• What needs to be done
Lines with the word "encoded": copy all of them from the entries below.

(Stored data begins)

use core::hint::black_box;
use criterion::{Criterion, Throughput, criterion_group, criterion_main};
use flakeid::{
    BasicSnowflakeGenerator, LockSnowflakeGenerator, MonotonicClock, Poll, SnowflakeGenerator,
    SystemClock, TWITTER_EPOCH_MILLIS, TimeSource,
};
use std::{
    sync::{Arc, Barrier},
    thread::scope,
    time::Instant,
};

struct FixedMockTime {
    millis: u64,
}

impl TimeSource for FixedMockTime {
    fn current_millis(&self) -> u64 {
        self.millis
    }
}

// Number of IDs generated per benchmark iteration (per-thread for
// multi-threaded). One full millisecond of sequence space.
const TOTAL_IDS: usize = 4096;

/// Benchmarks a hot-path generator where IDs are always `Ready`.
fn bench_generator<G, T>(c: &mut Criterion, group_name: &str, generator_factory: impl Fn() -> G)
where
    G: SnowflakeGenerator<T>,
    T: TimeSource,
{
    let mut group = c.benchmark_group(group_name);
    group.throughput(Throughput::Elements(TOTAL_IDS as u64));

    group.bench_function(format!("elems/{TOTAL_IDS}"), |b| {
        b.iter_custom(|iters| {
            let start = Instant::now();

            for _ in 0..iters {
                let generator = generator_factory();
                for _ in 0..TOTAL_IDS {
                    match generator.try_poll_id() {
                        Ok(Poll::Ready { id }) => {
                            black_box(id);
                        }
                        Ok(Poll::Pending { .. }) | Err(_) => unreachable!(),
                    }
                }
            }

            start.elapsed()
        });
    });

    group.finish();
}

/// Benchmarks generators against a real clock, waiting out exhausted
/// milliseconds.
fn bench_generator_yield<G, T>(
    c: &mut Criterion,
    group_name: &str,
    generator_factory: impl Fn() -> G,
) where
    G: SnowflakeGenerator<T>,
    T: TimeSource,
{
    let mut group = c.benchmark_group(group_name);
    group.throughput(Throughput::Elements(TOTAL_IDS as u64));

    group.bench_function(format!("elems/{TOTAL_IDS}"), |b| {
        b.iter_custom(|iters| {
            let start = Instant::now();

            for _ in 0..iters {
                let generator = generator_factory();
                for _ in 0..TOTAL_IDS {
                    black_box(generator.next_id().expect("clock moved backwards"));
                }
            }

            start.elapsed()
        });
    });

    group.finish();
}

/// Benchmarks one lock generator shared by every core.
fn bench_lock_contended(c: &mut Criterion) {
    let threads = num_cpus::get();
    let mut group = c.benchmark_group("lock/contended");
    group.throughput(Throughput::Elements((TOTAL_IDS * threads) as u64));

    group.bench_function(format!("threads/{threads}/elems/{TOTAL_IDS}"), |b| {
        b.iter_custom(|iters| {
            let mut total = std::time::Duration::ZERO;

            for _ in 0..iters {
                let generator = LockSnowflakeGenerator::new(0, 0, MonotonicClock::new())
                    .expect("valid identity");
                let barrier = Arc::new(Barrier::new(threads + 1));

                let elapsed = scope(|s| {
                    for _ in 0..threads {
                        let generator = generator.clone();
                        let barrier = Arc::clone(&barrier);
                        s.spawn(move || {
                            barrier.wait();
                            for _ in 0..TOTAL_IDS {
                                black_box(generator.next_id().expect("clock moved backwards"));
                            }
                        });
                    }

                    barrier.wait();
                    let start = Instant::now();
                    // `scope` joins the workers before returning.
                    start
                })
                .elapsed();

                total += elapsed;
            }

            total
        });
    });

    group.finish();
}

fn benchmarks(c: &mut Criterion) {
    let mock = || FixedMockTime {
        millis: TWITTER_EPOCH_MILLIS + 1,
    };

    bench_generator(c, "basic/fixed", || {
        BasicSnowflakeGenerator::new(0, 0, mock()).expect("valid identity")
    });
    bench_generator(c, "lock/fixed", || {
        LockSnowflakeGenerator::new(0, 0, mock()).expect("valid identity")
    });

    bench_generator_yield(c, "basic/system_clock", || {
        BasicSnowflakeGenerator::new(0, 0, SystemClock).expect("valid identity")
    });
    bench_generator_yield(c, "basic/monotonic_clock", || {
        BasicSnowflakeGenerator::new(0, 0, MonotonicClock::new()).expect("valid identity")
    });
    bench_generator_yield(c, "lock/monotonic_clock", || {
        LockSnowflakeGenerator::new(0, 0, MonotonicClock::new()).expect("valid identity")
    });

    bench_lock_contended(c);
}

criterion_group!(benches, benchmarks);
criterion_main!(benches);
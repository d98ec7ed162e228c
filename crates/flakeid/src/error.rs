use core::fmt;

/// A result type defaulting to the crate's [`Error`].
pub type Result<T, E = Error> = core::result::Result<T, E>;

/// Which configured identity field a value was meant for.
#[derive(Clone, Copy, Debug, PartialEq, Eq, Hash)]
pub enum Component {
    /// The 5-bit datacenter ID field.
    Datacenter,
    /// The 5-bit worker ID field.
    Worker,
}

impl fmt::Display for Component {
    fn fmt(&self, f: &mut fmt::Formatter<'_>) -> fmt::Result {
        match self {
            Self::Datacenter => f.write_str("datacenter ID"),
            Self::Worker => f.write_str("worker ID"),
        }
    }
}

/// All error variants that `flakeid` can emit.
#[derive(Clone, Debug, PartialEq, Eq, thiserror::Error)]
#[non_exhaustive]
pub enum Error {
    /// The clock reported a time earlier than the last timestamp the
    /// generator emitted an ID for.
    ///
    /// The generator state is left untouched. Whether to retry later or treat
    /// this as fatal is up to the caller; it usually points at an NTP step or
    /// a paused VM.
    #[error("clock moved backwards: now {now} ms is earlier than last timestamp {last} ms")]
    ClockRegression {
        /// Reading that triggered the failure, in ms since the Unix epoch.
        now: u64,
        /// Last timestamp an ID was generated for, in ms since the Unix epoch.
        last: u64,
    },

    /// A datacenter or worker ID does not fit its field.
    #[error("{component} {value} is out of range (max {max})")]
    OutOfRange {
        /// The offending field.
        component: Component,
        /// The value that was supplied.
        value: u64,
        /// The largest value the field can hold.
        max: u64,
    },

    /// The generator's lock was poisoned by a thread that panicked while
    /// holding it.
    ///
    /// Only produced by the std mutex; with the `parking-lot` feature mutexes
    /// do not poison.
    #[error("generator lock was poisoned")]
    LockPoisoned,

    /// A string could not be parsed as a decimal `u64` ID.
    #[error("invalid snowflake ID: {0}")]
    ParseId(#[from] core::num::ParseIntError),
}

#[cfg_attr(docsrs, doc(cfg(all(feature = "std", not(feature = "parking-lot")))))]
#[cfg(all(feature = "std", not(feature = "parking-lot")))]
use crate::generator::{MutexGuard, PoisonError};
#[cfg_attr(docsrs, doc(cfg(all(feature = "std", not(feature = "parking-lot")))))]
#[cfg(all(feature = "std", not(feature = "parking-lot")))]
impl<T> From<PoisonError<MutexGuard<'_, T>>> for Error {
    fn from(_: PoisonError<MutexGuard<'_, T>>) -> Self {
        Self::LockPoisoned
    }
}
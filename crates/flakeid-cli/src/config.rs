use anyhow::bail;
use clap::{Args, Parser, Subcommand, ValueEnum};
use flakeid::{SnowflakeId, validate_identity};

/// Command-line arguments for the `flakeid` binary.
///
/// Every generation setting can also come from the environment (or a `.env`
/// file in the working directory), so a deployment can pin its identity
/// without repeating flags.
#[derive(Parser, Debug, Clone)]
#[command(
    name = "flakeid",
    version,
    about = "Mint and decode Twitter-style Snowflake IDs"
)]
pub struct CliArgs {
    #[command(subcommand)]
    pub command: Command,
}

#[derive(Subcommand, Debug, Clone)]
pub enum Command {
    /// Generate new IDs and print one per line.
    Generate(GenerateArgs),
    /// Print the fields packed into existing IDs.
    Decode(DecodeArgs),
}

#[derive(Args, Debug, Clone)]
pub struct GenerateArgs {
    /// Datacenter ID encoded into every generated ID (0-31).
    ///
    /// Must be unique per deployment together with `--worker-id`.
    ///
    /// Environment variable: `FLAKEID_DATACENTER_ID`
    #[arg(long, env = "FLAKEID_DATACENTER_ID", default_value_t = 0)]
    pub datacenter_id: u64,

    /// Worker ID encoded into every generated ID (0-31).
    ///
    /// Environment variable: `FLAKEID_WORKER_ID`
    #[arg(long, env = "FLAKEID_WORKER_ID", default_value_t = 0)]
    pub worker_id: u64,

    /// Number of IDs to generate.
    ///
    /// Environment variable: `FLAKEID_COUNT`
    #[arg(short = 'n', long, env = "FLAKEID_COUNT", default_value_t = 1)]
    pub count: u64,

    /// Time source used to stamp IDs.
    ///
    /// Environment variable: `FLAKEID_CLOCK`
    #[arg(long, env = "FLAKEID_CLOCK", value_enum, default_value_t = ClockKind::System)]
    pub clock: ClockKind,

    /// Output format.
    ///
    /// Environment variable: `FLAKEID_FORMAT`
    #[arg(long, env = "FLAKEID_FORMAT", value_enum, default_value_t = OutputFormat::Text)]
    pub format: OutputFormat,
}

#[derive(Args, Debug, Clone)]
pub struct DecodeArgs {
    /// Decimal IDs to decode.
    #[arg(required = true)]
    pub ids: Vec<SnowflakeId>,

    /// Output format.
    #[arg(long, env = "FLAKEID_FORMAT", value_enum, default_value_t = OutputFormat::Text)]
    pub format: OutputFormat,
}

#[derive(ValueEnum, Debug, Clone, Copy, PartialEq, Eq)]
pub enum ClockKind {
    /// Read the system wall clock on every ID.
    System,
    /// Anchor to the wall clock once, then advance monotonically.
    Monotonic,
}

#[derive(ValueEnum, Debug, Clone, Copy, PartialEq, Eq)]
pub enum OutputFormat {
    /// Plain text: the bare decimal ID when generating, `key=value` fields
    /// when decoding.
    Text,
    /// One JSON object per line with every field.
    Json,
}

/// Validated settings for the `generate` subcommand.
#[derive(Debug, Clone, PartialEq, Eq)]
pub struct GenerateConfig {
    pub datacenter_id: u64,
    pub worker_id: u64,
    pub count: u64,
    pub clock: ClockKind,
    pub format: OutputFormat,
}

impl TryFrom<GenerateArgs> for GenerateConfig {
    type Error = anyhow::Error;

    fn try_from(args: GenerateArgs) -> Result<Self, Self::Error> {
        if args.count == 0 {
            bail!("count must be greater than 0 (--count / FLAKEID_COUNT)");
        }

        validate_identity(args.datacenter_id, args.worker_id)?;

        Ok(Self {
            datacenter_id: args.datacenter_id,
            worker_id: args.worker_id,
            count: args.count,
            clock: args.clock,
            format: args.format,
        })
    }
}
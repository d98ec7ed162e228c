//! Serde helpers for [`SnowflakeId`] fields.
//!
//! [`SnowflakeId`] serializes as its raw `u64` by default. Use these modules
//! with `#[serde(with = "...")]` to pick another representation.
//!
//! [`SnowflakeId`]: crate::SnowflakeId

/// Serializes a [`SnowflakeId`] as its decimal string.
///
/// Useful for consumers that parse numbers as IEEE doubles and would lose
/// precision above 2^53, such as JavaScript.
///
/// # Example
///
/// ```
/// use flakeid::SnowflakeId;
/// use serde::{Deserialize, Serialize};
///
/// #[derive(Serialize, Deserialize)]
/// struct Event {
///     #[serde(with = "flakeid::serde::as_string")]
///     id: SnowflakeId,
/// }
///
/// let event = Event { id: SnowflakeId::from_raw(135_168) };
/// let json = serde_json::to_string(&event).unwrap();
/// assert_eq!(json, r#"{"id":"135168"}"#);
///
/// let back: Event = serde_json::from_str(&json).unwrap();
/// assert_eq!(back.id, event.id);
/// ```
///
/// [`SnowflakeId`]: crate::SnowflakeId
pub mod as_string {
    use ::serde::{Deserializer, Serializer, de};
    use core::fmt;

    use crate::SnowflakeId;

    /// Serialize a snowflake ID as a decimal string.
    ///
    /// # Errors
    ///
    /// Returns an error if the underlying serializer fails.
    pub fn serialize<S>(id: &SnowflakeId, s: S) -> Result<S::Ok, S::Error>
    where
        S: Serializer,
    {
        s.collect_str(id)
    }

    /// Deserialize a snowflake ID from a decimal string.
    ///
    /// # Errors
    ///
    /// Returns an error if:
    /// - The underlying deserializer fails
    /// - The string is not a decimal `u64`
    pub fn deserialize<'de, D>(d: D) -> Result<SnowflakeId, D::Error>
    where
        D: Deserializer<'de>,
    {
        d.deserialize_str(DecimalVisitor)
    }

    struct DecimalVisitor;

    impl de::Visitor<'_> for DecimalVisitor {
        type Value = SnowflakeId;

        fn expecting(&self, f: &mut fmt::Formatter<'_>) -> fmt::Result {
            f.write_str("a decimal snowflake ID string")
        }

        fn visit_str<E>(self, v: &str) -> Result<Self::Value, E>
        where
            E: de::Error,
        {
            v.parse().map_err(E::custom)
        }
    }
}

#[cfg(test)]
mod tests {
    use crate::SnowflakeId;
    use ::serde::{Deserialize, Serialize};

    #[derive(Debug, PartialEq, Serialize, Deserialize)]
    struct Native {
        id: SnowflakeId,
    }

    #[derive(Debug, PartialEq, Serialize, Deserialize)]
    struct AsString {
        #[serde(with = "crate::serde::as_string")]
        id: SnowflakeId,
    }

    #[test]
    fn native_is_raw_integer() {
        let value = Native {
            id: SnowflakeId::from_components(0, 1, 1, 0),
        };
        let json = serde_json::to_string(&value).unwrap();
        assert_eq!(json, r#"{"id":135168}"#);
        assert_eq!(serde_json::from_str::<Native>(&json).unwrap(), value);
    }

    #[test]
    fn as_string_keeps_full_precision() {
        let value = AsString {
            id: SnowflakeId::from_raw(u64::MAX >> 1),
        };
        let json = serde_json::to_string(&value).unwrap();
        assert_eq!(json, r#"{"id":"9223372036854775807"}"#);
        assert_eq!(serde_json::from_str::<AsString>(&json).unwrap(), value);
    }

    #[test]
    fn as_string_rejects_garbage() {
        let err = serde_json::from_str::<AsString>(r#"{"id":"12a"}"#).unwrap_err();
        assert!(err.to_string().contains("invalid snowflake ID"));
    }
}
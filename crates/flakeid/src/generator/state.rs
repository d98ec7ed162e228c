use core::cmp::Ordering;

use crate::{Error, Poll, Result, SnowflakeId, TWITTER_EPOCH_MILLIS};

/// Mutable half of a generator: the last timestamp an ID was minted for and
/// the sequence number used within it.
///
/// `last_timestamp` is in milliseconds since the Unix epoch. It starts at 0,
/// so the first reading of any real clock rolls over to sequence 0.
#[derive(Clone, Copy, Debug, Default, PartialEq, Eq)]
pub(crate) struct State {
    pub(crate) last_timestamp: u64,
    pub(crate) sequence: u64,
}

impl State {
    pub(crate) const fn new(last_timestamp: u64, sequence: u64) -> Self {
        Self {
            last_timestamp,
            sequence,
        }
    }

    /// Advances the state for a clock reading of `now` and returns the
    /// resulting ID.
    ///
    /// The state is only modified when an ID is produced.
    pub(crate) fn poll(&mut self, now: u64, datacenter_id: u64, worker_id: u64) -> Result<Poll> {
        match now.cmp(&self.last_timestamp) {
            Ordering::Equal => {
                if self.sequence < SnowflakeId::MAX_SEQUENCE {
                    self.sequence += 1;
                    Ok(Poll::Ready {
                        id: self.encode(datacenter_id, worker_id),
                    })
                } else {
                    #[cfg(feature = "tracing")]
                    tracing::trace!(timestamp = now, "sequence exhausted");
                    Ok(Poll::Pending { yield_for: 1 })
                }
            }
            Ordering::Greater => {
                self.last_timestamp = now;
                self.sequence = 0;
                Ok(Poll::Ready {
                    id: self.encode(datacenter_id, worker_id),
                })
            }
            Ordering::Less => Err(Self::cold_clock_behind(now, self.last_timestamp)),
        }
    }

    const fn encode(&self, datacenter_id: u64, worker_id: u64) -> SnowflakeId {
        SnowflakeId::pack(
            self.last_timestamp.wrapping_sub(TWITTER_EPOCH_MILLIS),
            datacenter_id,
            worker_id,
            self.sequence,
        )
    }

    #[cold]
    #[inline(never)]
    fn cold_clock_behind(now: u64, last: u64) -> Error {
        #[cfg(feature = "tracing")]
        tracing::warn!(now, last, "clock moved backwards");
        Error::ClockRegression { now, last }
    }
}

#[cfg(test)]
mod tests {
    use super::*;

    const NOW: u64 = TWITTER_EPOCH_MILLIS + 1_000;

    fn ready(poll: Poll) -> SnowflakeId {
        match poll {
            Poll::Ready { id } => id,
            Poll::Pending { yield_for } => panic!("unexpected pending (yield for: {yield_for})"),
        }
    }

    #[test]
    fn new_millisecond_resets_sequence() {
        let mut state = State::new(NOW - 1, 17);
        let id = ready(state.poll(NOW, 3, 4).unwrap());
        assert_eq!(state, State::new(NOW, 0));
        assert_eq!(id.timestamp(), 1_000);
        assert_eq!(id.datacenter_id(), 3);
        assert_eq!(id.worker_id(), 4);
        assert_eq!(id.sequence(), 0);
    }

    #[test]
    fn same_millisecond_increments_sequence() {
        let mut state = State::new(NOW, 0);
        let id = ready(state.poll(NOW, 0, 0).unwrap());
        assert_eq!(id.sequence(), 1);
        assert_eq!(state.sequence, 1);
    }

    #[test]
    fn exhausted_sequence_is_pending_and_untouched() {
        let mut state = State::new(NOW, SnowflakeId::MAX_SEQUENCE);
        assert_eq!(state.poll(NOW, 0, 0), Ok(Poll::Pending { yield_for: 1 }));
        assert_eq!(state, State::new(NOW, SnowflakeId::MAX_SEQUENCE));
    }

    #[test]
    fn regression_is_an_error_and_untouched() {
        let mut state = State::new(NOW, 5);
        assert_eq!(
            state.poll(NOW - 1, 0, 0),
            Err(Error::ClockRegression {
                now: NOW - 1,
                last: NOW
            })
        );
        assert_eq!(state, State::new(NOW, 5));
    }

    #[test]
    fn clock_before_epoch_wraps() {
        let mut state = State::default();
        let id = ready(state.poll(TWITTER_EPOCH_MILLIS - 1, 0, 0).unwrap());
        // (-1 << 22) truncated to 64 bits
        assert_eq!(id.to_raw(), u64::MAX << 22);
    }
}
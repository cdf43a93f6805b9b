//! Client façade - configuration, shared state, binding factories.
//!
//! One [`RpcClient`] owns the pieces every binding shares: the transport,
//! the execution registry, the connectivity signal, and the optional
//! reactive headers source. Binding factories validate procedure paths
//! against the configured [`ProcedureRegistry`] before constructing
//! anything, so misconfiguration surfaces at the call site as a `Result`,
//! never as a runtime fault mid-request.
//!
//! # Example
//!
//! ```ignore
//! use spark_rpc::{MethodKind, ProcedureOptions, ProcedureRegistry, RpcClient, RpcClientConfig};
//! use serde_json::json;
//! use std::rc::Rc;
//!
//! let client = RpcClient::new(RpcClientConfig {
//!     transport: Some(Rc::new(my_transport)),
//!     procedures: ProcedureRegistry::new()
//!         .with("greeting.hello", MethodKind::Query)
//!         .with("events.tail", MethodKind::Subscription),
//!     ..Default::default()
//! })?;
//!
//! let greeting = client.query(
//!     "greeting.hello",
//!     json!({"name": "Steve"}),
//!     ProcedureOptions { immediate: true, ..Default::default() },
//! )?;
//! ```

use std::rc::Rc;

use serde_json::Value;
use spark_signals::{signal, Signal};

use crate::error::RpcError;
use crate::executions::ExecutionRegistry;
use crate::procedure::{ProcedureBinding, ProcedureOptions};
use crate::procedures::{MethodKind, ProcedureRegistry};
use crate::subscription::{SubscriptionBinding, SubscriptionOptions};
use crate::tracking::Trackable;
use crate::transport::{CallKind, RpcTransport};

// =============================================================================
// Configuration
// =============================================================================

/// Client configuration.
///
/// `transport` is the only required field; omitting it is the single fatal
/// construction error.
#[derive(Default)]
pub struct RpcClientConfig {
    /// The wire client. Required.
    pub transport: Option<Rc<dyn RpcTransport>>,
    /// Every procedure this client may bind.
    pub procedures: ProcedureRegistry,
    /// Shared headers source. Changes re-trigger trackable bindings.
    pub headers: Option<Trackable<Value>>,
    /// Default answer of the reactivity classifier when a binding gives no
    /// explicit override. `None` means enabled.
    pub reactive: Option<bool>,
    /// Externally owned connectivity signal. When absent the client creates
    /// one (initially connected); transport glue writes it on open/close.
    pub connected: Option<Signal<bool>>,
}

// =============================================================================
// Client
// =============================================================================

/// The binding façade: shared state plus query/mutation/subscription
/// factories.
pub struct RpcClient {
    transport: Rc<dyn RpcTransport>,
    procedures: ProcedureRegistry,
    executions: ExecutionRegistry,
    connected: Signal<bool>,
    headers: Option<Trackable<Value>>,
    default_reactive: bool,
}

impl RpcClient {
    /// Build a client. Fails with [`RpcError::MissingTransport`] when no
    /// transport is configured.
    pub fn new(config: RpcClientConfig) -> Result<Self, RpcError> {
        let transport = config.transport.ok_or(RpcError::MissingTransport)?;
        Ok(Self {
            transport,
            procedures: config.procedures,
            executions: ExecutionRegistry::new(),
            connected: config.connected.unwrap_or_else(|| signal(true)),
            headers: config.headers,
            default_reactive: config.reactive.unwrap_or(true),
        })
    }

    /// Bind a query.
    pub fn query(
        &self,
        path: &str,
        args: impl Into<Trackable<Value>>,
        options: ProcedureOptions,
    ) -> Result<ProcedureBinding, RpcError> {
        let path = self.procedures.resolve(path, MethodKind::Query)?;
        Ok(ProcedureBinding::new(
            CallKind::Read,
            path,
            args.into(),
            self.headers.clone(),
            options,
            self.transport.clone(),
            self.executions.clone(),
            self.default_reactive,
        ))
    }

    /// Bind a mutation.
    pub fn mutation(
        &self,
        path: &str,
        args: impl Into<Trackable<Value>>,
        options: ProcedureOptions,
    ) -> Result<ProcedureBinding, RpcError> {
        let path = self.procedures.resolve(path, MethodKind::Mutation)?;
        Ok(ProcedureBinding::new(
            CallKind::Write,
            path,
            args.into(),
            self.headers.clone(),
            options,
            self.transport.clone(),
            self.executions.clone(),
            self.default_reactive,
        ))
    }

    /// Bind a subscription.
    pub fn subscription(
        &self,
        path: &str,
        args: impl Into<Trackable<Value>>,
        options: SubscriptionOptions,
    ) -> Result<SubscriptionBinding, RpcError> {
        let path = self.procedures.resolve(path, MethodKind::Subscription)?;
        Ok(SubscriptionBinding::new(
            path,
            args.into(),
            options,
            self.transport.clone(),
            self.connected.clone(),
            self.default_reactive,
        ))
    }

    /// True while any binding of this client has an execution in flight.
    /// Reactive read.
    pub fn is_executing(&self) -> bool {
        self.executions.is_busy()
    }

    /// Labels of in-flight executions, in start order. Reactive read.
    pub fn executions(&self) -> Vec<Option<String>> {
        self.executions.labels()
    }

    /// The shared execution registry.
    pub fn execution_registry(&self) -> ExecutionRegistry {
        self.executions.clone()
    }

    /// Current connectivity. Reactive read.
    pub fn connected(&self) -> bool {
        self.connected.get()
    }

    /// The connectivity signal; transport glue writes it on open/close.
    pub fn connected_signal(&self) -> Signal<bool> {
        self.connected.clone()
    }

    /// The underlying transport.
    pub fn transport(&self) -> Rc<dyn RpcTransport> {
        self.transport.clone()
    }
}

#[cfg(test)]
mod tests {
    use super::*;
    use crate::schedule::{reset_scheduler, run_until_idle};
    use crate::transport::mock::MockTransport;
    use serde_json::json;
    use spark_signals::effect;
    use std::cell::Cell;
    use std::rc::Rc;

    fn greeting_client(transport: Rc<MockTransport>) -> RpcClient {
        RpcClient::new(RpcClientConfig {
            transport: Some(transport),
            procedures: ProcedureRegistry::new()
                .with("greeting.hello", MethodKind::Query)
                .with("counter.increment", MethodKind::Mutation)
                .with("events.tail", MethodKind::Subscription),
            ..Default::default()
        })
        .unwrap()
    }

    #[test]
    fn test_missing_transport_is_fatal() {
        let result = RpcClient::new(RpcClientConfig::default());
        assert!(matches!(result, Err(RpcError::MissingTransport)));
    }

    #[test]
    fn test_factories_validate_paths() {
        let client = greeting_client(MockTransport::new());

        assert!(matches!(
            client.query("nope.nothing", json!(null), ProcedureOptions::default()),
            Err(RpcError::UnknownProcedure(_))
        ));
        assert!(matches!(
            client.query("counter.increment", json!(null), ProcedureOptions::default()),
            Err(RpcError::KindMismatch { .. })
        ));
        assert!(matches!(
            client.subscription("greeting.hello", json!(null), SubscriptionOptions::default()),
            Err(RpcError::KindMismatch { .. })
        ));
        assert!(client
            .query("greeting.hello", json!(null), ProcedureOptions::default())
            .is_ok());
    }

    #[test]
    fn test_greeting_end_to_end() {
        reset_scheduler();
        let transport = MockTransport::new();
        transport.respond_with(|call| {
            let name = call.args["name"].as_str().unwrap_or("world");
            Ok(json!(format!("Hello, {name}!")))
        });
        let client = greeting_client(transport);

        let name = spark_signals::signal(json!({"name": "Steve"}));
        let greeting = client
            .query(
                "greeting.hello",
                name.clone(),
                ProcedureOptions {
                    immediate: true,
                    ..Default::default()
                },
            )
            .unwrap();

        run_until_idle();
        assert_eq!(greeting.data(), json!("Hello, Steve!"));

        name.set(json!({"name": "Bob"}));
        assert!(greeting.executing());
        run_until_idle();
        assert!(!greeting.executing());
        assert_eq!(greeting.data(), json!("Hello, Bob!"));
    }

    #[test]
    fn test_mutation_coalesces_to_one_registry_entry() {
        reset_scheduler();
        let client = greeting_client(MockTransport::new());
        let registry = client.execution_registry();

        // Count every record ever added to the active set.
        let additions = Rc::new(Cell::new(0usize));
        let mut last_active = 0usize;
        let additions_for_effect = additions.clone();
        let registry_for_effect = registry.clone();
        let _stop = effect(move || {
            let active = registry_for_effect.active_count();
            if active > last_active {
                additions_for_effect.set(additions_for_effect.get() + active - last_active);
            }
            last_active = active;
        });

        let increment = client
            .mutation(
                "counter.increment",
                json!(null),
                ProcedureOptions {
                    label: Some("increment".to_string()),
                    ..Default::default()
                },
            )
            .unwrap();

        for _ in 0..10 {
            increment.execute();
        }
        assert!(client.is_executing());
        assert_eq!(client.executions(), vec![Some("increment".to_string())]);

        run_until_idle();
        assert_eq!(additions.get(), 1);
        assert!(!client.is_executing());
        assert!(client.executions().is_empty());
    }

    #[test]
    fn test_headers_retrigger_bindings() {
        reset_scheduler();
        let transport = MockTransport::new();
        let headers = spark_signals::signal(json!({"authorization": "a"}));
        let client = RpcClient::new(RpcClientConfig {
            transport: Some(transport.clone()),
            procedures: ProcedureRegistry::new().with("greeting.hello", MethodKind::Query),
            headers: Some(Trackable::from_signal(headers.clone())),
            ..Default::default()
        })
        .unwrap();

        let binding = client
            .query("greeting.hello", json!(null), ProcedureOptions::default())
            .unwrap();
        run_until_idle();
        assert_eq!(transport.call_count(), 0);

        headers.set(json!({"authorization": "b"}));
        run_until_idle();
        assert_eq!(transport.call_count(), 1);
        assert!(!binding.executing());
    }

    #[test]
    fn test_default_reactive_false_disables_watchers() {
        reset_scheduler();
        let transport = MockTransport::new();
        let args = spark_signals::signal(json!(1));
        let client = RpcClient::new(RpcClientConfig {
            transport: Some(transport.clone()),
            procedures: ProcedureRegistry::new().with("greeting.hello", MethodKind::Query),
            reactive: Some(false),
            ..Default::default()
        })
        .unwrap();

        let binding = client
            .query("greeting.hello", args.clone(), ProcedureOptions::default())
            .unwrap();
        args.set(json!(2));
        run_until_idle();
        assert_eq!(transport.call_count(), 0);

        // The per-call override re-enables tracking.
        let tracked = client
            .query(
                "greeting.hello",
                args.clone(),
                ProcedureOptions {
                    reactive: Some(true),
                    ..Default::default()
                },
            )
            .unwrap();
        args.set(json!(3));
        run_until_idle();
        assert_eq!(transport.call_count(), 1);
        drop((binding, tracked));
    }

    #[test]
    fn test_connected_signal_shared_with_subscriptions() {
        reset_scheduler();
        let transport = MockTransport::new();
        let client = greeting_client(transport.clone());
        assert!(client.connected());

        let tail = client
            .subscription("events.tail", json!(null), SubscriptionOptions::default())
            .unwrap();
        tail.subscribe();
        assert_eq!(transport.subscription_count(), 1);

        client.connected_signal().set(false);
        assert!(!client.connected());
        assert!(!tail.subscribed());

        client.connected_signal().set(true);
        assert!(tail.subscribed());
        assert_eq!(transport.subscription_count(), 2);
    }
}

(Stored data ends)

• Solution to this task
    /// Datacenter ID encoded into every generated ID (0-31).
    /// Worker ID encoded into every generated ID (0-31).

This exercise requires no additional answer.